Problem to work on: Where in the records does the word "authz" appear? Copy each line that holds it.

Material to process:

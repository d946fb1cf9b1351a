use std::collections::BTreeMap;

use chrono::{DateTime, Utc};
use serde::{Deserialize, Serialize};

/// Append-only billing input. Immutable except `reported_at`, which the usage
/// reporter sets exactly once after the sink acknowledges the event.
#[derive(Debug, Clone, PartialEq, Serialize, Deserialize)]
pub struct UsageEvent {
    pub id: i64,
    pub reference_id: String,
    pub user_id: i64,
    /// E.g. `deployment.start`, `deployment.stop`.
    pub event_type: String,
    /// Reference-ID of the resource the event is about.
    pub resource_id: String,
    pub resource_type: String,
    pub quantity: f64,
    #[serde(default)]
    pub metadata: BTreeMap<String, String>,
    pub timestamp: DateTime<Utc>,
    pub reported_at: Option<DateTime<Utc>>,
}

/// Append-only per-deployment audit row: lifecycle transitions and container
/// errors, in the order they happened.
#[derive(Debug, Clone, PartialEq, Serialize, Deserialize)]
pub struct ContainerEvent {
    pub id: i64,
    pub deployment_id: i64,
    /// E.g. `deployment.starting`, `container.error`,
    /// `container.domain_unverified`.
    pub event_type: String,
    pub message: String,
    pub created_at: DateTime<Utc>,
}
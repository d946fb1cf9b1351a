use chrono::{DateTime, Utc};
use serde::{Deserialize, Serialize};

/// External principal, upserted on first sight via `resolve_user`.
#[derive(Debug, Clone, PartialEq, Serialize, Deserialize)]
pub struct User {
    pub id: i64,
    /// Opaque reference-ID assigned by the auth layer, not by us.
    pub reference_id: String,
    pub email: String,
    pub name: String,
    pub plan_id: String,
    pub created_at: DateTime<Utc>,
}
---
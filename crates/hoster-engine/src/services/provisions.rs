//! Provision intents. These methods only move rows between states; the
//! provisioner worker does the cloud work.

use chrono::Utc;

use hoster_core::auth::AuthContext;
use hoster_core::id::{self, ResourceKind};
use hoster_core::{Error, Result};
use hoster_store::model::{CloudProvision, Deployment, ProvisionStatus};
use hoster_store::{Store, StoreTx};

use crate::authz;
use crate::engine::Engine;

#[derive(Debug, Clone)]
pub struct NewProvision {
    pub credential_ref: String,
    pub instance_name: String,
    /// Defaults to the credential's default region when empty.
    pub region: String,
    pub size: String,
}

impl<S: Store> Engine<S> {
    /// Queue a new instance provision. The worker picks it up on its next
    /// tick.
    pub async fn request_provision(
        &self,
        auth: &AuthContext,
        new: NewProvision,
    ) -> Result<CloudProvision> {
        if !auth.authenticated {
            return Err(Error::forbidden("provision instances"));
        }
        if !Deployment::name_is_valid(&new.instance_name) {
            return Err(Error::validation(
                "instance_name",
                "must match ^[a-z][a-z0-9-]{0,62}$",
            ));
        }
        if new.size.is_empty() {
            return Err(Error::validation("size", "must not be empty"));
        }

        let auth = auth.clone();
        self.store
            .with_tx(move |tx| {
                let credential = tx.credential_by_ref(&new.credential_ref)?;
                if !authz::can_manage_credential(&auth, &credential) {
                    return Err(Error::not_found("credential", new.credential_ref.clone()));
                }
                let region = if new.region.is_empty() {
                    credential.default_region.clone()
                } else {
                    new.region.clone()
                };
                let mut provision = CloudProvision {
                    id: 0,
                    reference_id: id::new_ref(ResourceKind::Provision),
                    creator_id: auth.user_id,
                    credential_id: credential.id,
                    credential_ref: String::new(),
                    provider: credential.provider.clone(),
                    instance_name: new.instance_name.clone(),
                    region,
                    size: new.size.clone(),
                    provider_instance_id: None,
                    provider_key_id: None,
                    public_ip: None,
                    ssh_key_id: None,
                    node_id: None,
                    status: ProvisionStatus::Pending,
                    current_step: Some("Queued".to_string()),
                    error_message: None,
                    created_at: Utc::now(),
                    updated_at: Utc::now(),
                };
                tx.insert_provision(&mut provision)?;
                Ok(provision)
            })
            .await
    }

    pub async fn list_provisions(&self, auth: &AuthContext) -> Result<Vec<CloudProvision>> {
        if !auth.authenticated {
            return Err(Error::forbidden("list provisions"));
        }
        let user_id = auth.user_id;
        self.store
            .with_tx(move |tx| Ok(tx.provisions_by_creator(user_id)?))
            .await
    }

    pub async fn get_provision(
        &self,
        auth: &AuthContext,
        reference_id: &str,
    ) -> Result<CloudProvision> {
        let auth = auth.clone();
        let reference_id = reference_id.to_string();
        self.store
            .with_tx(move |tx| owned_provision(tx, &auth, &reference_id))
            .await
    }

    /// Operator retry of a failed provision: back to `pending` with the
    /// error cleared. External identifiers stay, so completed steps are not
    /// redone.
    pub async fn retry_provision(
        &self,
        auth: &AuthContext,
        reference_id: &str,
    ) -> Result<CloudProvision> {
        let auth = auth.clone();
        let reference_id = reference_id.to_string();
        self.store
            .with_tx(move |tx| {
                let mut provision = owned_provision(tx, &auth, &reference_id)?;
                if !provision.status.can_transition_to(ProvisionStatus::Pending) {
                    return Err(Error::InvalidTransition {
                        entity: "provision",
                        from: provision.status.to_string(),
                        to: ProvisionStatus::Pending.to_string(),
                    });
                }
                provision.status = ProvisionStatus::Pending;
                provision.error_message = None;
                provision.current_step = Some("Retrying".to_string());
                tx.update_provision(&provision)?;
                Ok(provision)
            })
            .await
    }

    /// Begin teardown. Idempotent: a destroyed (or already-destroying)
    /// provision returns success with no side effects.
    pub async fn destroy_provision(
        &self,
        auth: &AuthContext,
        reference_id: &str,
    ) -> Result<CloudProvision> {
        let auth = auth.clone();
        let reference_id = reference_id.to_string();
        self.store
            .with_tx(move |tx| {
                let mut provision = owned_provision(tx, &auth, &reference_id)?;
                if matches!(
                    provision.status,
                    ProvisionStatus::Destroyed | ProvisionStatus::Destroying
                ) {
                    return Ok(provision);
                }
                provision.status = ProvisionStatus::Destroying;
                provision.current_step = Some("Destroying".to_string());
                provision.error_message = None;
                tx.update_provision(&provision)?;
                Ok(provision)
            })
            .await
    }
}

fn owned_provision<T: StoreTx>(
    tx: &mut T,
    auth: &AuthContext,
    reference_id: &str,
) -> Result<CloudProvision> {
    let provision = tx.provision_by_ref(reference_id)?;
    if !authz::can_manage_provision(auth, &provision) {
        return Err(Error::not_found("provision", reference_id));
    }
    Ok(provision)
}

Answer section:
use crate::authz;
                if !authz::can_manage_credential(&auth, &credential) {
    if !authz::can_manage_provision(auth, &provision) {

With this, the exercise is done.